That quite brilliantly sums it up. One is of value as I get Prestige for it, the other as it is the missing link in my growing Empire.

Powloon wrote:Congratulations on the conclusion of an epic and brutal campaign! It has given me much to chew on / think about:happy:

I understand why you wanted war with Austria but probably it would have been bad timing with your army dispersed.

Have a good Christmas looking forward to some festive updates


Given it took me to Jan 1873 to get the army back to Italy, I suspect I would have lost a lot of border provinces in a war. I was rather wishing I'd adopted your strategy of building a decent fortified line. But my high NM gave me a lot of hope, that translates to a lot of military power, so I think I could have held them north of Rome and, with the French, moved into the Po.

Matnjord wrote:Splendid job! It really seems that the Ottoman Empire is gone for good, the loss of Greece, the terrible cost of a war fought on their land and the likely defeat they'll suffer at the hand of Russia will leave them a shadow of their former selves. You'll probably have an easy time grabbing Egypt and Jerusalem now.

And that Austrian crisis! A proper vaudeville with your ambassador barging into the Austrian's office threatening war and doom over a minor commercial dispute! After your decades of insults they must think Italy is a country of maniacs and lunatics.

This game certainly seems much more fun once you have a decent power base, and I'm really curious to see the long term consequences of war in PoN. It's very nice to see that you can't just go for an all out total war unlike in say Rise Of Prussia where you can just sacrifice your entire army in order to achieve victory (cue: your RoP AAr against Narwhal).


I agree, I think the Ottomans really are this game's punch bag now. I suspect bits will spin off due to rebellions and the Russians will grab their border targets.

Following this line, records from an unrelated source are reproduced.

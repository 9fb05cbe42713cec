//! The deep-merge reducer.
//!
//! [`Merger`] folds a list of extensions onto a target, left to right:
//!
//! - `Undefined` extensions, and extensions identical to the working target,
//!   are skipped.
//! - A primitive extension discards everything accumulated so far: the
//!   working target is reset and the primitive becomes the pending result.
//! - A container extension cancels any pending primitive and is merged into
//!   the working target property by property, recursing into containers the
//!   target already has and cloning containers it lacks.
//!
//! The target is mutated in place. Extensions are only read; every container
//! the result needs beyond the target is freshly allocated in the heap.
//!
//! # Invariants
//!
//! - A property is never written with `Undefined`. An `Undefined` source
//!   neither creates nor overwrites a property.
//! - A container reachable from the target stays reachable unless a
//!   primitive source overwrites that exact property.

use tracing::{debug, trace};

use tangle_types::{ContainerKind, Heap, NodeId, Value};

use crate::error::{MergeError, MergeResult};
use crate::hooks::{DefaultHooks, MergeHooks};
use crate::options::{AfterPolicy, CyclePolicy, MergeOptions};

/// Merge `extensions` onto `target` with identity hooks and default options.
pub fn merge(heap: &mut Heap, target: Value, extensions: &[Value]) -> MergeResult<Value> {
    Merger::new().merge(heap, target, extensions)
}

/// Variadic form of [`merge`]: `args[0]` is the target. No arguments yields
/// `Undefined`.
pub fn merge_all(heap: &mut Heap, args: &[Value]) -> MergeResult<Value> {
    Merger::new().merge_all(heap, args)
}

/// A merge engine configured with hooks and options.
///
/// Hooks are owned by the merger, so two mergers never observe each other's
/// hooks.
#[derive(Debug, Default)]
pub struct Merger<H = DefaultHooks> {
    hooks: H,
    options: MergeOptions,
}

impl Merger<DefaultHooks> {
    /// A merger with identity hooks and default options.
    pub fn new() -> Self {
        Self::default()
    }
}

impl<H: MergeHooks> Merger<H> {
    /// A merger with the given hooks and default options.
    pub fn with_hooks(hooks: H) -> Self {
        Self {
            hooks,
            options: MergeOptions::default(),
        }
    }

    /// Replace the options.
    pub fn with_options(mut self, options: MergeOptions) -> Self {
        self.options = options;
        self
    }

    pub fn options(&self) -> &MergeOptions {
        &self.options
    }

    pub fn hooks(&self) -> &H {
        &self.hooks
    }

    pub fn hooks_mut(&mut self) -> &mut H {
        &mut self.hooks
    }

    pub fn into_hooks(self) -> H {
        self.hooks
    }

    /// Merge `extensions` onto `target` and return the result.
    ///
    /// With no extensions, `target` is returned unchanged. If `target` is a
    /// container the result is normally that same container, mutated; it is
    /// a primitive when the last non-`Undefined` primitive extension was not
    /// followed by a container extension.
    pub fn merge(&mut self, heap: &mut Heap, target: Value, extensions: &[Value]) -> MergeResult<Value> {
        debug!(
            kind = target.type_name(),
            extensions = extensions.len(),
            "merging"
        );
        let mut scope = Scope::default();
        self.fold(heap, target, extensions, &mut scope)
    }

    /// Variadic form of [`merge`](Self::merge).
    pub fn merge_all(&mut self, heap: &mut Heap, args: &[Value]) -> MergeResult<Value> {
        match args.split_first() {
            Some((target, extensions)) => self.merge(heap, target.clone(), extensions),
            None => Ok(Value::Undefined),
        }
    }

    fn fold(
        &mut self,
        heap: &mut Heap,
        target: Value,
        extensions: &[Value],
        scope: &mut Scope,
    ) -> MergeResult<Value> {
        if extensions.is_empty() {
            return Ok(target);
        }

        // A primitive target is remembered as the pending result; structure
        // accumulates in a fresh map allocated on first use.
        let (mut working, mut pending) = match target {
            Value::Ref(id) => {
                heap.get(id)?;
                (Some(id), None)
            }
            Value::Undefined => (None, None),
            primitive => (None, Some(primitive)),
        };

        for extension in extensions {
            if extension.is_undefined() || working.is_some_and(|id| *extension == Value::Ref(id)) {
                continue;
            }

            let Some(source) = extension.node() else {
                trace!(value = extension.type_name(), "primitive extension resets target");
                working = None;
                pending = Some(extension.clone());
                continue;
            };

            pending = None;
            let into = match working {
                Some(id) => id,
                None => *working.insert(heap.alloc(ContainerKind::Map)),
            };
            self.merge_container(heap, into, source, scope)?;
        }

        match pending {
            Some(primitive) => Ok(primitive),
            None => {
                let id = match working {
                    Some(id) => id,
                    None => heap.alloc(ContainerKind::Map),
                };
                Ok(Value::Ref(id))
            }
        }
    }

    fn merge_container(
        &mut self,
        heap: &mut Heap,
        into: NodeId,
        source: NodeId,
        scope: &mut Scope,
    ) -> MergeResult<()> {
        // Snapshot the source: hooks and nested merges may touch the heap.
        let entries = heap.get(source)?.entries().to_vec();

        scope.active.push((source, into));
        let result = entries
            .into_iter()
            .try_for_each(|(prop, src)| self.merge_property(heap, into, &prop, src, scope));
        scope.active.pop();
        result
    }

    fn merge_property(
        &mut self,
        heap: &mut Heap,
        into: NodeId,
        prop: &str,
        src: Value,
        scope: &mut Scope,
    ) -> MergeResult<()> {
        let dst = heap.get(into)?.get(prop).cloned().unwrap_or_default();

        if src == dst {
            return Ok(());
        }

        if src == Value::Ref(into) {
            trace!(prop, node = %into, "self-reference preserved");
            heap.get_mut(into)?.insert(prop, src);
            return Ok(());
        }

        if self.options.cycle_policy == CyclePolicy::TrackPath {
            if let Some(merged_into) = src.node().and_then(|id| scope.target_of(id)) {
                trace!(prop, node = %merged_into, "back-reference redirected to merge target");
                heap.get_mut(into)?.insert(prop, Value::Ref(merged_into));
                return Ok(());
            }
        }

        let merged = self.hooks.before(heap, prop, &dst, &src)?;

        let computed = match (dst.node(), merged.node()) {
            (Some(_), _) => self.nested(heap, dst.clone(), &merged, scope)?,
            (None, Some(id)) => {
                let kind = heap.get(id)?.kind();
                let clone = Value::Ref(heap.alloc(kind));
                self.nested(heap, clone, &merged, scope)?
            }
            (None, None) => merged.clone(),
        };

        let result = self.hooks.after(heap, prop, &computed, &merged)?;

        let writable = match self.options.after_policy {
            AfterPolicy::Uniform => true,
            AfterPolicy::Literal => dst.is_primitive(),
        };
        if writable && !result.is_undefined() {
            heap.get_mut(into)?.insert(prop, result);
        }
        Ok(())
    }

    fn nested(
        &mut self,
        heap: &mut Heap,
        target: Value,
        extension: &Value,
        scope: &mut Scope,
    ) -> MergeResult<Value> {
        if let Some(limit) = self.options.max_depth {
            if scope.depth >= limit {
                return Err(MergeError::DepthExceeded { limit });
            }
        }
        scope.depth += 1;
        let result = self.fold(heap, target, std::slice::from_ref(extension), scope);
        scope.depth -= 1;
        result
    }
}

/// Per-call bookkeeping for one top-level merge.
#[derive(Debug, Default)]
struct Scope {
    /// `(source, target)` pairs of container merges in progress, outermost
    /// first.
    active: Vec<(NodeId, NodeId)>,
    depth: usize,
}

Agree on the point that this game doesn't have an 'end of the world' aspect. My fear all the time in that war was taking such huge losses that my army needed 5-8 years to recover, thus leaving me vulnerable to my potential enemies. I knew I needed to use attrition as a tactic, but it wasn't my tactic of choice. In that RoP AAR, I just used the Austrian army as an enormous tar baby while the French and Russians took the forts I needed.

Stuyvesant wrote:True, you are absolutely correct in the game. I was speaking more from a real-life, early 20th century perspective: neither area was a particularly grand prize at that time. But you're certainly right that they are valuable possessions for Italy in the game. :)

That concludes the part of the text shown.